Scientific classification
- Kingdom: Animalia
- Phylum: Chordata
- Clade?: †Vetulicolia
- Class: †Vetulicolida
- Order: †Vetulicolata
- Family: †Vetulicolidae Hou and Bergström 1997
- Type genus: †Vetulicola Hou 1987
- Genera: †Vetulicola Hou 1987 ; †Beidazoon Shu 2005 ; †Ooedigera Vinther et al. 2011 ;

= Vetulicolidae =

Extinct Cambrian family of vetulicolian animals

Vetulicolidae is a vetulicolian family from the Cambrian Stage 3 Maotianshan Shale and Sirius Passet Lagerstätte that consists of Vetulicola, Beidazoon, and Ooedigera. It is distinguished from the Didazoonidae by a harder body wall and the lack of an oral disc.

==Description==
Members of the Vetulicolidae have relatively robust body coverings, with a subquadrate to elongate (in lateral view) anterior part and an elongate, segmented posterior part. The marginal zone of the anterior part may have short projections dorsally and postereodorsally. As diagnosed by Aldridge et al. in 2007, the anterior part is said to bear five annulations, and a lateral groove is not mentioned for the family. However, with and the addition of Ooedigera not all genera possess annulations in the anterior section, and with the re-classification of Yuyuannozoon each genus currently assigned to this family bears a lateral groove.
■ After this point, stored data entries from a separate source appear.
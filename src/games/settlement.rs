//! Settlement of a closed round
//!
//! Resolution is pure: `PayoutTable::resolve` turns bets plus an outcome into
//! settlement records and per-user credit totals. `SettlementEngine` then
//! commits those through the store in one atomic call and publishes the
//! results. A round whose outcome is already persisted is never paid again.

use crate::config::PayoutConfig;
use crate::errors::{SettlementError, StorageError};
use crate::games::types::{Amount, Bet, BetSelection, Outcome, RoundId, SettlementRecord, UserId};
use crate::metrics::EngineMetrics;
use crate::notifications::{GameEvent, NotificationSink};
use crate::storage::{bounded, CommitStatus, SettlementCommit, Store};
use chrono::Utc;
use serde::{Deserialize, Serialize};
use std::collections::BTreeMap;
use std::sync::Arc;
use std::time::Duration;
use tracing::{debug, info, warn};

const BPS_DENOMINATOR: u128 = 10_000;

/// Multipliers and fee used to price winning bets
#[derive(Debug, Clone, Copy, PartialEq, Eq, Serialize, Deserialize)]
pub struct PayoutTable {
    pub number_multiplier: u64,
    pub color_multiplier: u64,
    pub size_multiplier: u64,
    pub house_fee_bps: u64,
}

impl From<&PayoutConfig> for PayoutTable {
    fn from(config: &PayoutConfig) -> Self {
        Self {
            number_multiplier: config.number_multiplier,
            color_multiplier: config.color_multiplier,
            size_multiplier: config.size_multiplier,
            house_fee_bps: config.house_fee_bps,
        }
    }
}

impl Default for PayoutTable {
    fn default() -> Self {
        Self::from(&PayoutConfig::default())
    }
}

impl PayoutTable {
    pub fn multiplier(&self, selection: &BetSelection) -> u64 {
        match selection {
            BetSelection::Number(_) => self.number_multiplier,
            BetSelection::Color(_) => self.color_multiplier,
            BetSelection::Size(_) => self.size_multiplier,
        }
    }

    /// Payout before the house fee
    pub fn gross(&self, bet: &Bet) -> u128 {
        bet.stake as u128 * self.multiplier(&bet.selection) as u128
    }

    /// Net payout for `bet` against `outcome`; zero for a losing bet.
    /// Rounds down to the nearest minor unit.
    pub fn payout(&self, bet: &Bet, outcome: &Outcome) -> Amount {
        if !bet.selection.wins(outcome) {
            return 0;
        }
        let fee_factor = BPS_DENOMINATOR - self.house_fee_bps.min(10_000) as u128;
        let net = self.gross(bet) * fee_factor / BPS_DENOMINATOR;
        net.min(Amount::MAX as u128) as Amount
    }

    /// Price every bet and total the credits per bettor
    pub fn resolve(&self, bets: &[Bet], outcome: &Outcome) -> Resolution {
        let settled_at = Utc::now();
        let mut records = Vec::with_capacity(bets.len());
        let mut credits: BTreeMap<UserId, Amount> = BTreeMap::new();

        for bet in bets {
            let payout = self.payout(bet, outcome);
            let total = credits.entry(bet.user_id.clone()).or_insert(0);
            *total = total.saturating_add(payout);

            records.push(SettlementRecord {
                bet: bet.clone(),
                outcome_round_id: outcome.round_id,
                outcome_number: outcome.number,
                win: bet.selection.wins(outcome),
                payout,
                settled_at,
            });
        }

        Resolution { records, credits }
    }
}

/// Pure result of pricing a round
#[derive(Debug, Clone, PartialEq, Eq)]
pub struct Resolution {
    pub records: Vec<SettlementRecord>,
    pub credits: BTreeMap<UserId, Amount>,
}

impl Resolution {
    pub fn total_payout(&self) -> Amount {
        self.credits.values().fold(0, |acc, c| acc.saturating_add(*c))
    }

    pub fn winners(&self) -> usize {
        self.records.iter().filter(|r| r.win).count()
    }
}

#[derive(Debug, Clone, PartialEq, Eq, Serialize)]
pub struct SettlementSummary {
    pub round_id: RoundId,
    pub outcome: Outcome,
    pub bets_settled: usize,
    pub winners: usize,
    pub total_staked: Amount,
    pub total_payout: Amount,
    /// Balance of every bettor after the credits
    pub balances: BTreeMap<UserId, Amount>,
}

#[derive(Debug, Clone, PartialEq, Eq)]
pub enum SettlementOutcome {
    Settled(SettlementSummary),
    /// Outcome history already holds this round; nothing was paid
    AlreadySettled { round_id: RoundId },
}

pub struct SettlementEngine {
    store: Arc<dyn Store>,
    notifier: Arc<dyn NotificationSink>,
    payouts: PayoutTable,
    storage_timeout: Duration,
    metrics: Arc<EngineMetrics>,
}

impl SettlementEngine {
    pub fn new(
        store: Arc<dyn Store>,
        notifier: Arc<dyn NotificationSink>,
        payouts: PayoutTable,
        storage_timeout: Duration,
        metrics: Arc<EngineMetrics>,
    ) -> Self {
        Self {
            store,
            notifier,
            payouts,
            storage_timeout,
            metrics,
        }
    }

    pub fn payouts(&self) -> &PayoutTable {
        &self.payouts
    }

    /// Resolve `bets` against `outcome`, credit winners and archive the round.
    ///
    /// Safe to call again after a failure: the store commit is all-or-nothing
    /// and refuses a round that already has an outcome record.
    pub async fn settle(
        &self,
        round_id: RoundId,
        bets: &[Bet],
        outcome: &Outcome,
    ) -> Result<SettlementOutcome, SettlementError> {
        let unavailable = |source: StorageError| SettlementError::StorageUnavailable { round_id, source };

        if bounded(self.storage_timeout, self.store.outcome_exists_for_round(round_id))
            .await
            .map_err(unavailable)?
        {
            return Ok(self.duplicate(round_id));
        }

        let stray = bets.iter().filter(|bet| bet.round_id != round_id).count();
        if stray > 0 {
            warn!("Round {}: ignoring {} bets placed against other rounds", round_id, stray);
        }
        let bets: Vec<Bet> = bets.iter().filter(|bet| bet.round_id == round_id).cloned().collect();

        let resolution = self.payouts.resolve(&bets, outcome);
        let commit = SettlementCommit {
            outcome: outcome.clone(),
            records: resolution.records.clone(),
            credits: resolution.credits.clone(),
        };

        let balances = match bounded(self.storage_timeout, self.store.commit_settlement(&commit))
            .await
            .map_err(unavailable)?
        {
            CommitStatus::Committed { balances } => balances,
            CommitStatus::AlreadySettled => return Ok(self.duplicate(round_id)),
        };

        let summary = SettlementSummary {
            round_id,
            outcome: outcome.clone(),
            bets_settled: bets.len(),
            winners: resolution.winners(),
            total_staked: bets.iter().fold(0, |acc: Amount, b| acc.saturating_add(b.stake)),
            total_payout: resolution.total_payout(),
            balances,
        };
        self.metrics.record_round_settled(summary.total_payout);
        self.publish(&summary);

        info!(
            "Round {} settled: number {} ({} / {}), {} bets, {} winners, paid {}",
            round_id,
            outcome.number,
            outcome.color,
            outcome.size,
            summary.bets_settled,
            summary.winners,
            summary.total_payout
        );

        Ok(SettlementOutcome::Settled(summary))
    }

    fn duplicate(&self, round_id: RoundId) -> SettlementOutcome {
        self.metrics.record_duplicate_settlement();
        debug!("Round {} already has an outcome record; settlement skipped", round_id);
        SettlementOutcome::AlreadySettled { round_id }
    }

    fn publish(&self, summary: &SettlementSummary) {
        for (user_id, balance) in &summary.balances {
            self.notifier.send_to_user(
                user_id,
                GameEvent::BalanceUpdate {
                    user_id: user_id.clone(),
                    balance: *balance,
                },
            );
        }
        self.notifier.broadcast(GameEvent::NewOutcome {
            outcome: summary.outcome.clone(),
        });
        self.notifier.broadcast(GameEvent::RoundSettled {
            round_id: summary.round_id,
            bets_settled: summary.bets_settled,
            total_payout: summary.total_payout,
        });
    }
}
Vetulicolids range in size from Beidazoon (around 1 cm long) to Vetulicola (around 8 or 9 cm). Ooedigera is in-between at a little over 4 cm. The anterior parts of Ooedigera and Beidazoon bear textural ornamentation.

==Distribution==

Ooedigera is known from the Sirius Passet Lagerstätte in far northern Greenland, while Beidazoon is known only from the Chengjiang fauna. Vetulicola is known from the Chengjiang fauna, the Guanshan biota (both of the Maotianshan Shales of China), as well as the Mural Formation of the Canadian Rockies. The Banffozoa have a similar distribution, while the Didazoonidae are limited to the Maotianshan Shales.

==Taxonomy==

The composition of the Vetulicolidae has seen several changes. Yuyuanozoon was at one point placed in the family, but has since been moved to the Didazoonidae. Beidazoon was initially placed in its own family, Beidazoonidae, but its junior synonym Bullivetula was placed in the Vetulicolidae and later authors have followed that placement.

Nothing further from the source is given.